EXERCISE —
Only the lines from the one containing "options.traces_sample_rate = config.sentry.traces_sample_rate;" through the one containing "request creation request." should be printed, exactly as they appear below, with both ends included.

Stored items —

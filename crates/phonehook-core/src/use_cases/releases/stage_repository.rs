use std::path::{Path, PathBuf};

use async_trait::async_trait;
use shaku::{Component, Interface};
use tempfile::TempDir;
use tracing::{debug, info};

use crate::{CoreContext, DomainError, Result};

/// Working copy of the downstream repository, removed on drop.
#[derive(Debug)]
pub struct StagingArea {
    directory: TempDir,
    branch: String,
}

impl StagingArea {
    pub fn path(&self) -> &Path {
        self.directory.path()
    }

    pub fn branch(&self) -> &str {
        &self.branch
    }
}

/// Clone the downstream repository on a new branch and copy the fetched files into it.
#[cfg_attr(any(test, feature = "testkit"), mockall::automock)]
#[async_trait]
pub trait StageRepositoryInterface: Interface {
    async fn run<'a>(
        &self,
        ctx: &CoreContext<'a>,
        branch: &str,
        source: &Path,
        files: &[String],
    ) -> Result<StagingArea>;
}

#[derive(Component)]
#[shaku(interface = StageRepositoryInterface)]
pub(crate) struct StageRepository;

impl StageRepository {
    async fn copy_files(source: &Path, target: &Path, files: &[String]) -> Result<()> {
        let map_err = |path: &Path, e| DomainError::StagingError {
            path: path.display().to_string(),
            source: e,
        };

        tokio::fs::create_dir_all(target)
            .await
            .map_err(|e| map_err(target, e))?;

        for file in files {
            let destination: PathBuf = target.join(file);
            debug!(file = %file, "Copying {file}");
            tokio::fs::copy(source.join(file), &destination)
                .await
                .map_err(|e| map_err(&destination, e))?;
        }

        Ok(())
    }
}

#[async_trait]
impl StageRepositoryInterface for StageRepository {
    #[tracing::instrument(skip(self, ctx, source, files), fields(files = files.len()))]
    async fn run<'a>(
        &self,
        ctx: &CoreContext<'a>,
        branch: &str,
        source: &Path,
        files: &[String],
    ) -> Result<StagingArea> {
        let downstream = &ctx.config.downstream;
        let directory = TempDir::new().map_err(|e| DomainError::TempDirError { source: e })?;
        let clone_url = downstream.effective_clone_url();

        info!(url = %clone_url, "Cloning {} at {}", clone_url, downstream.base_branch);
        ctx.git_service
            .clone_repository(
                &clone_url,
                &downstream.base_branch,
                downstream.clone_depth,
                directory.path(),
            )
            .await?;

        ctx.git_service
            .checkout_new_branch(directory.path(), branch)
            .await?;

        Self::copy_files(
            source,
            &directory.path().join(&downstream.target_directory),
            files,
        )
        .await?;

        Ok(StagingArea {
            directory,
            branch: branch.into(),
        })
    }
}
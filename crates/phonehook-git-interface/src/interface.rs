use std::path::Path;

use async_trait::async_trait;
use phonehook_models::{CommitRequest, PushRequest};

use crate::Result;

/// Git operations on a local working copy.
#[cfg_attr(any(test, feature = "testkit"), mockall::automock)]
#[async_trait]
pub trait GitService: Send + Sync {
    /// Clone a repository at a branch into an existing empty directory.
    ///
    /// A `depth` of 0 clones the full history.
    async fn clone_repository(
        &self,
        url: &str,
        branch: &str,
        depth: u32,
        directory: &Path,
    ) -> Result<()>;
    /// Create a branch from HEAD and check it out, overwriting any local branch with the same name.
    async fn checkout_new_branch(&self, directory: &Path, branch: &str) -> Result<()>;
    /// Stage every working tree change and commit it. Returns the commit id.
    async fn commit_all(&self, directory: &Path, request: &CommitRequest) -> Result<String>;
    /// Push a local branch to the same-named remote branch, without force.
    async fn push_branch(&self, directory: &Path, request: &PushRequest) -> Result<()>;
}
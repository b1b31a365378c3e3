//! Blocking libgit2 operations.

use std::{cell::Cell, path::Path};

use git2::{
    build::{CheckoutBuilder, RepoBuilder},
    BranchType, Cred, FetchOptions, IndexAddOption, PushOptions, RemoteCallbacks, Repository,
    Signature,
};
use phonehook_git_interface::GitError;
use phonehook_models::{CommitRequest, PushRequest};

use crate::Libgit2Error;

fn open(directory: &Path) -> Result<Repository, Libgit2Error> {
    Repository::open(directory).map_err(|e| Libgit2Error::OpenError {
        path: directory.display().to_string(),
        source: e,
    })
}

pub(crate) fn clone_repository(
    url: &str,
    branch: &str,
    depth: u32,
    directory: &Path,
) -> Result<(), GitError> {
    let mut fetch_options = FetchOptions::new();
    if depth > 0 {
        fetch_options.depth(depth as i32);
    }

    RepoBuilder::new()
        .branch(branch)
        .fetch_options(fetch_options)
        .clone(url, directory)
        .map_err(|e| Libgit2Error::CloneError {
            url: url.into(),
            branch: branch.into(),
            source: e,
        })?;

    Ok(())
}

pub(crate) fn checkout_new_branch(directory: &Path, branch: &str) -> Result<(), GitError> {
    let repository = open(directory)?;
    let map_err = |e| Libgit2Error::CheckoutError {
        branch: branch.into(),
        source: e,
    };

    let head = repository
        .head()
        .and_then(|h| h.peel_to_commit())
        .map_err(map_err)?;
    // A branch cannot be force-updated while it is the current HEAD.
    repository.set_head_detached(head.id()).map_err(map_err)?;
    let created = repository.branch(branch, &head, true).map_err(map_err)?;
    let reference = created
        .get()
        .name()
        .map(str::to_owned)
        .unwrap_or_else(|| format!("refs/heads/{branch}"));

    repository
        .checkout_tree(head.as_object(), Some(CheckoutBuilder::new().force()))
        .map_err(map_err)?;
    repository.set_head(&reference).map_err(map_err)?;

    Ok(())
}

pub(crate) fn commit_all(directory: &Path, request: &CommitRequest) -> Result<String, GitError> {
    let repository = open(directory)?;
    let map_err = |e| Libgit2Error::CommitError {
        branch: request.branch.clone(),
        source: e,
    };

    let parent = repository
        .find_branch(&request.branch, BranchType::Local)
        .and_then(|b| b.get().peel_to_commit())
        .map_err(map_err)?;

    let mut index = repository.index().map_err(map_err)?;
    index
        .add_all(["*"].iter(), IndexAddOption::DEFAULT, None)
        .map_err(map_err)?;
    index.update_all(["*"].iter(), None).map_err(map_err)?;
    index.write().map_err(map_err)?;
    let tree_id = index.write_tree().map_err(map_err)?;

    if tree_id == parent.tree_id() {
        return Err(GitError::NothingToCommit {
            branch: request.branch.clone(),
        });
    }

    let tree = repository.find_tree(tree_id).map_err(map_err)?;
    let signature =
        Signature::now(&request.author.name, &request.author.email).map_err(map_err)?;
    let oid = repository
        .commit(
            Some(&format!("refs/heads/{}", request.branch)),
            &signature,
            &signature,
            &request.message,
            &tree,
            &[&parent],
        )
        .map_err(map_err)?;

    Ok(oid.to_string())
}

pub(crate) fn push_branch(directory: &Path, request: &PushRequest) -> Result<(), GitError> {
    let repository = open(directory)?;
    let map_err = |e| Libgit2Error::PushError {
        branch: request.branch.clone(),
        remote: request.remote.clone(),
        source: e,
    };

    let mut remote = repository.find_remote(&request.remote).map_err(map_err)?;
    let mut rejections: Vec<String> = Vec::new();

    {
        let attempts = Cell::new(0);
        let mut callbacks = RemoteCallbacks::new();
        callbacks.credentials(|_url, _username, _allowed| {
            // libgit2 asks again after a refused attempt.
            attempts.set(attempts.get() + 1);
            if attempts.get() > 1 {
                return Err(git2::Error::from_str("credentials were rejected"));
            }

            Cred::userpass_plaintext(&request.credentials.username, &request.credentials.token)
        });
        callbacks.push_update_reference(|reference, status| {
            if let Some(message) = status {
                rejections.push(format!("{reference}: {message}"));
            }
            Ok(())
        });

        let mut options = PushOptions::new();
        options.remote_callbacks(callbacks);
        remote
            .push(&[request.refspec()], Some(&mut options))
            .map_err(map_err)?;
    }

    if !rejections.is_empty() {
        return Err(GitError::PushRejected {
            branch: request.branch.clone(),
            reason: rejections.join(", "),
        });
    }

    Ok(())
}
//! Git interface

#![warn(missing_docs)]
#![warn(clippy::all)]

mod errors;
mod interface;

pub use errors::{GitError, Result};
pub use interface::GitService;
#[cfg(any(test, feature = "testkit"))]
pub use interface::MockGitService;
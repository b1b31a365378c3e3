//! Server module.

#![warn(missing_docs)]
#![warn(clippy::all)]

pub mod constants;
pub mod errors;
mod event_type;
pub mod ghapi;
mod health;
mod metrics;
pub mod middlewares;
mod pipeline;
pub mod server;
pub mod utils;
mod webhook;

pub use errors::{Result, ServerError};
pub use pipeline::process_reference;
//! Entrypoint.

fn main() {
    if let Err(err) = phonehook::initialize_command_line() {
        eprintln!("ERROR: {:?}", err);
        std::process::exit(1);
    }
}
//! GitHub Api wrappers.

use async_trait::async_trait;
use phonehook_config::Config;
use phonehook_ghapi_github::GithubApiService;
use phonehook_ghapi_interface::{types::GhPullRequest, ApiService, Result};
use phonehook_models::PullRequestSpec;

use crate::metrics::GITHUB_API_CALLS;

/// GitHub Api Service with metrics.
pub struct MetricsApiService {
    inner: GithubApiService,
}

impl MetricsApiService {
    /// Creates a new service.
    pub fn new(config: Config) -> Self {
        Self {
            inner: GithubApiService::new(config),
        }
    }
}

#[async_trait]
impl ApiService for MetricsApiService {
    async fn pulls_create(
        &self,
        owner: &str,
        name: &str,
        spec: &PullRequestSpec,
    ) -> Result<GhPullRequest> {
        GITHUB_API_CALLS.inc();
        self.inner.pulls_create(owner, name, spec).await
    }
}
use async_trait::async_trait;
use phonehook_models::PullRequestSpec;

use crate::{types::GhPullRequest, Result};

/// GitHub API Adapter interface
#[cfg_attr(any(test, feature = "testkit"), mockall::automock)]
#[async_trait]
pub trait ApiService: Send + Sync {
    /// Create a pull request on a repository.
    async fn pulls_create(
        &self,
        owner: &str,
        name: &str,
        spec: &PullRequestSpec,
    ) -> Result<GhPullRequest>;
}
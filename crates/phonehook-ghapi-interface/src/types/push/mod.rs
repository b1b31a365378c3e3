use serde::{Deserialize, Serialize};

use crate::types::common::{GhCommitUser, GhRepository, GhUser};

/// GitHub Push event.
///
/// Sent for branch and tag pushes alike; `reference` tells them apart.
#[derive(Debug, Deserialize, Serialize, Clone, Default, PartialEq, Eq)]
pub struct GhPushEvent {
    /// Reference.
    #[serde(rename = "ref")]
    pub reference: String,
    /// Before.
    pub before: String,
    /// After.
    pub after: String,
    /// Created.
    pub created: bool,
    /// Deleted.
    pub deleted: bool,
    /// Forced.
    pub forced: bool,
    /// Base reference.
    pub base_ref: Option<String>,
    /// Compare URL.
    pub compare: String,
    /// Repository.
    pub repository: GhRepository,
    /// Pusher.
    pub pusher: GhCommitUser,
    /// Sender.
    pub sender: Option<GhUser>,
}
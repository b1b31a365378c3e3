use std::io::Write;

use async_trait::async_trait;
use clap::Parser;
use phonehook_core::ReleaseNames;
use phonehook_models::ReleaseVersion;

use super::{Command, CommandContext};
use crate::Result;

/// Show the names derived from a release version, without any network call
#[derive(Parser)]
pub(crate) struct NamesCommand {
    /// Release version, e.g. 8.12.0
    version: String,
}

#[async_trait]
impl Command for NamesCommand {
    async fn execute(self, ctx: CommandContext) -> Result<()> {
        let names = ReleaseNames::new(&ctx.config, &ReleaseVersion::new(self.version));
        let mut writer = ctx.writer.write().await;

        writeln!(writer, "Version: {}", names.version)?;
        writeln!(writer, "Archive URL: {}", names.archive_url)?;
        writeln!(writer, "Branch: {}", names.branch)?;
        writeln!(writer, "Base branch: {}", names.base_branch)?;
        writeln!(writer, "Commit message: {}", names.commit_message)?;
        writeln!(writer, "Pull request title: {}", names.pull_request_title)?;
        writeln!(writer, "Pull request body: {}", names.pull_request_body)?;

        Ok(())
    }
}
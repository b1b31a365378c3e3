//! CLI module.

use anyhow::Result;
use args::{Args, CommandExecutor};
use clap::Parser;
use phonehook_config::Config;
use phonehook_logging::configure_logging;
use shadow_rs::shadow;
use tracing::info;

pub(crate) mod args;
mod commands;
mod config_validator;
#[cfg(test)]
mod testutils;

shadow!(build);

/// Get version data.
pub fn get_version_data() -> String {
    format!(
        "{} {} (commit {} - {})",
        build::PROJECT_NAME,
        build::PKG_VERSION,
        build::COMMIT_HASH,
        build::COMMIT_DATE_3339
    )
}

/// Initialize command line.
pub fn initialize_command_line() -> Result<()> {
    dotenv::dotenv().ok();

    let config = Config::from_env(env!("CARGO_PKG_VERSION").to_string());
    configure_logging(&config)?;

    let args = Args::parse();
    if args.requires_valid_configuration() {
        config_validator::validate_configuration(&config)?;
    }

    info!("{}", get_version_data());
    CommandExecutor::parse_args(config, args)
}
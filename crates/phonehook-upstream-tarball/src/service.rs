use std::{io, path::Path, time::Duration};

use async_trait::async_trait;
use futures::TryStreamExt;
use phonehook_config::Config;
use phonehook_models::ReleaseVersion;
use phonehook_upstream_interface::{Result, UpstreamError, UpstreamService};
use reqwest::{Client, ClientBuilder};
use tokio_util::io::{StreamReader, SyncIoBridge};
use tracing::info;

use crate::{extract::extract_release_files, TarballError};

/// Upstream adapter downloading the release tarball.
#[derive(Clone)]
pub struct TarballUpstreamService {
    config: Config,
}

impl TarballUpstreamService {
    /// Creates new tarball adapter.
    pub fn new(config: Config) -> Self {
        Self { config }
    }

    fn get_client(&self) -> Result<Client, TarballError> {
        Ok(ClientBuilder::new()
            .timeout(Duration::from_millis(self.config.upstream.timeout))
            .user_agent(format!("phonehook/{}", self.config.version))
            .build()?)
    }

    /// Get the archive URL of a release.
    pub fn archive_url(&self, version: &ReleaseVersion) -> String {
        version.render(&self.config.upstream.archive_url_template)
    }

    async fn download_and_extract(&self, url: &str, destination: &Path) -> Result<Vec<String>> {
        let limit = self.config.upstream.max_download_size;
        let response = match self.get_client()?.get(url).send().await {
            Ok(response) => response,
            Err(e) if e.is_timeout() => {
                return Err(UpstreamError::Timeout {
                    url: url.into(),
                    timeout: self.config.upstream.timeout,
                })
            }
            Err(e) => return Err(TarballError::from(e).into()),
        };

        let status = response.status();
        if !status.is_success() {
            return Err(UpstreamError::UnexpectedStatus {
                url: url.into(),
                status: status.as_u16(),
            });
        }

        if response.content_length().is_some_and(|len| len > limit) {
            return Err(UpstreamError::TooLarge {
                url: url.into(),
                limit,
            });
        }

        let stream = response
            .bytes_stream()
            .map_err(|e| io::Error::new(io::ErrorKind::Other, e));
        let reader = SyncIoBridge::new(StreamReader::new(Box::pin(stream)));

        let marker = self.config.upstream.path_marker.clone();
        let destination = destination.to_owned();
        let url = url.to_owned();
        tokio::task::spawn_blocking(move || {
            extract_release_files(reader, &marker, &destination, limit, &url)
        })
        .await
        .map_err(|e| UpstreamError::from(TarballError::TaskError { source: e }))?
    }
}

#[async_trait]
impl UpstreamService for TarballUpstreamService {
    #[tracing::instrument(skip_all, fields(version = %version))]
    async fn fetch_release(
        &self,
        version: &ReleaseVersion,
        destination: &Path,
    ) -> Result<Vec<String>> {
        let url = self.archive_url(version);
        let timeout = self.config.upstream.timeout;
        info!(url = %url, "Downloading upstream release");

        let files = tokio::time::timeout(
            Duration::from_millis(timeout),
            self.download_and_extract(&url, destination),
        )
        .await
        .map_err(|_| UpstreamError::Timeout {
            url: url.clone(),
            timeout,
        })??;

        info!(count = files.len(), "Extracted upstream release files");
        Ok(files)
    }
}
//! Sentry integration.

use std::{future::Future, str::FromStr};

use phonehook_config::Config;
use sentry::{integrations::debug_images::DebugImagesIntegration, types::Dsn, ClientOptions};
use tracing::{info, warn};

pub use sentry;

/// Configure Sentry integration by wrapping a function.
pub async fn with_sentry_configuration<T, Fut, E>(config: &Config, func: T) -> Result<(), E>
where
    T: FnOnce() -> Fut,
    Fut: Future<Output = Result<(), E>>,
{
    let _guard = build_client_options(config).map(|options| {
        info!("Sentry integration enabled.");

        // Enable backtraces
        std::env::set_var("RUST_BACKTRACE", "1");
        sentry::init(options)
    });

    func().await
}

fn build_client_options(config: &Config) -> Option<ClientOptions> {
    if config.sentry.url.is_empty() {
        return None;
    }

    let dsn = match Dsn::from_str(&config.sentry.url) {
        Ok(dsn) => dsn,
        Err(e) => {
            warn!(error = %e, message = "Invalid Sentry URL, integration disabled");
            return None;
        }
    };

    let mut options = ClientOptions::new().add_integration(DebugImagesIntegration::default());
    options.dsn = Some(dsn);
    options.default_integrations = true;
    options.in_app_exclude.push("actix");
    options.in_app_exclude.push("sentry");
    options.in_app_exclude.push("tokio");
    options.release = Some(config.version.to_string().into());
    options.attach_stacktrace = true;
    options.traces_sample_rate = config.sentry.traces_sample_rate;
    options.debug = false;

    Some(options)
}
use std::io::Write;

use async_trait::async_trait;
use clap::Parser;
use phonehook_server::process_reference;

use super::{Command, CommandContext};
use crate::Result;

/// Run the release update for a git reference, like a push event would
#[derive(Parser)]
pub(crate) struct RunCommand {
    /// Git reference, e.g. refs/tags/v8.12.0
    reference: String,
}

#[async_trait]
impl Command for RunCommand {
    async fn execute(self, ctx: CommandContext) -> Result<()> {
        let (context, writer) = ctx.into_app_context();
        let outcome = process_reference(&context, &self.reference).await?;
        writeln!(writer.write().await, "{}", outcome)?;

        Ok(())
    }
}
mod git;
mod pull_request_spec;
mod release_version;
mod repository_path;

pub use git::{CommitRequest, GitAuthor, GitCredentials, PushRequest};
pub use pull_request_spec::PullRequestSpec;
pub use release_version::{ReleaseVersion, TAG_NAMESPACE, TAG_PREFIX};
pub use repository_path::{RepositoryPath, RepositoryPathError};
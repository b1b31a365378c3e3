use serde::Serialize;

/// Pull request creation request.
#[derive(Debug, Clone, PartialEq, Eq, Serialize)]
pub struct PullRequestSpec {
    /// Title.
    pub title: String,
    /// Head branch.
    pub head: String,
    /// Base branch.
    pub base: String,
    /// Body.
    pub body: String,
}
use std::path::Path;

use async_trait::async_trait;
use phonehook_models::ReleaseVersion;

use crate::Result;

/// Source of upstream release files.
#[cfg_attr(any(test, feature = "testkit"), mockall::automock)]
#[async_trait]
pub trait UpstreamService: Send + Sync {
    /// Fetch the generated files of a release into an existing directory.
    ///
    /// Returns the extracted filenames, sorted.
    async fn fetch_release(
        &self,
        version: &ReleaseVersion,
        destination: &Path,
    ) -> Result<Vec<String>>;
}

ANSWER FOR THIS EXERCISE —
    options.traces_sample_rate = config.sentry.traces_sample_rate;
    options.debug = false;

    Some(options)
}
use std::io::Write;

use async_trait::async_trait;
use clap::Parser;
use phonehook_server::process_reference;

use super::{Command, CommandContext};
use crate::Result;

/// Run the release update for a git reference, like a push event would
#[derive(Parser)]
pub(crate) struct RunCommand {
    /// Git reference, e.g. refs/tags/v8.12.0
    reference: String,
}

#[async_trait]
impl Command for RunCommand {
    async fn execute(self, ctx: CommandContext) -> Result<()> {
        let (context, writer) = ctx.into_app_context();
        let outcome = process_reference(&context, &self.reference).await?;
        writeln!(writer.write().await, "{}", outcome)?;

        Ok(())
    }
}
mod git;
mod pull_request_spec;
mod release_version;
mod repository_path;

pub use git::{CommitRequest, GitAuthor, GitCredentials, PushRequest};
pub use pull_request_spec::PullRequestSpec;
pub use release_version::{ReleaseVersion, TAG_NAMESPACE, TAG_PREFIX};
pub use repository_path::{RepositoryPath, RepositoryPathError};
repository b1b31a365378c3e3
use serde::Serialize;

/// Pull request creation request.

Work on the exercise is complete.